A guerra fria tecnológica entre Estados Unidos e China
A disputa em campos como o dos chips deixou de ser apenas um protecionismo comercial e se tornou um elemento central no enfrentamento das duas potências
Dave Huang, vice-presidente de comunicações da Huawei na América Latina, um homem de altura mediana, usava um terno azul-marinho, sem gravata, e o cabelo negro asseado em um corte militar. “Nós precisamos de um mercado livre e com plena competição, sem questões geopolíticas”, disse ele durante encontro com jornalistas na sede da empresa, em Xangai, na China. Chovia torrencialmente do lado de fora, mas o calor não cedia. Uma das líderes mundiais em tecnologia 5G e em smartphones, a companhia chinesa está proibida de fazer negócios com empresas americanas desde 2019. “Os ataques dos Estados Unidos à Huawei demonstram o medo que têm de ficar para trás”, diz Guo Ping, presidente do Conselho de Administração da empresa.

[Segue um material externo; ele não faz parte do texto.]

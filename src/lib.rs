// Declare all modules as public so they can be used by the binary and tests.
pub mod app;
pub mod config;
pub mod core;
pub mod utils;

O apelo dos executivos da Huawei tende a ser inócuo. O comércio global sempre foi indissociável da geopolítica. As relações de poder entre países e territórios influenciam e vão continuar influenciando o fluxo de mercadorias e serviços pelas fronteiras. Tentar separar os negócios de uma empresa estratégica como a Huawei da geopolítica é tão impossível quanto esperar que a chuva amenize o calor em época de monções.
A guerra comercial e tecnológica entre Ocidente e China não dá mostras de esfriamento. No segundo trimestre deste ano, os Estados Unidos e alguns países da Europa incluíram 198 organizações chinesas em suas listas de sanções ou de observação, o maior número desde 2021, segundo a consultoria americana Rhodium Group. Com isso, chega a quase 1 300 o total de companhias chinesas que enfrentam restrições nos Estados Unidos, que vão desde a ZTE até a dona da marca TikTok. Duas em cada dez estão listadas em bolsa, o que representa um risco para investidores americanos (veja o gráfico).
Fornecer equipamentos ou serviços para as capacidades militares da Rússia, que está em guerra com a Ucrânia, tem sido a principal justificativa para as sanções a empresas chinesas. Um dos setores mais afetados pela preocupação americana de conter o avanço tecnológico chinês é a indústria de microprocessadores, que servem tanto a equipamentos militares quanto ao desenvolvimento de inteligência artificial (IA) e de produtos de telecomunicações. O governo americano vem atuando em duas frentes na guerra dos chips. De um lado, usa sanções e barreiras comerciais para dificultar o acesso da China a microprocessadores de última geração. De outro lado, o governo de Joe Biden aprovou, no ano passado, um projeto para incentivar o desenvolvimento da indústria de chips dentro dos Estados Unidos.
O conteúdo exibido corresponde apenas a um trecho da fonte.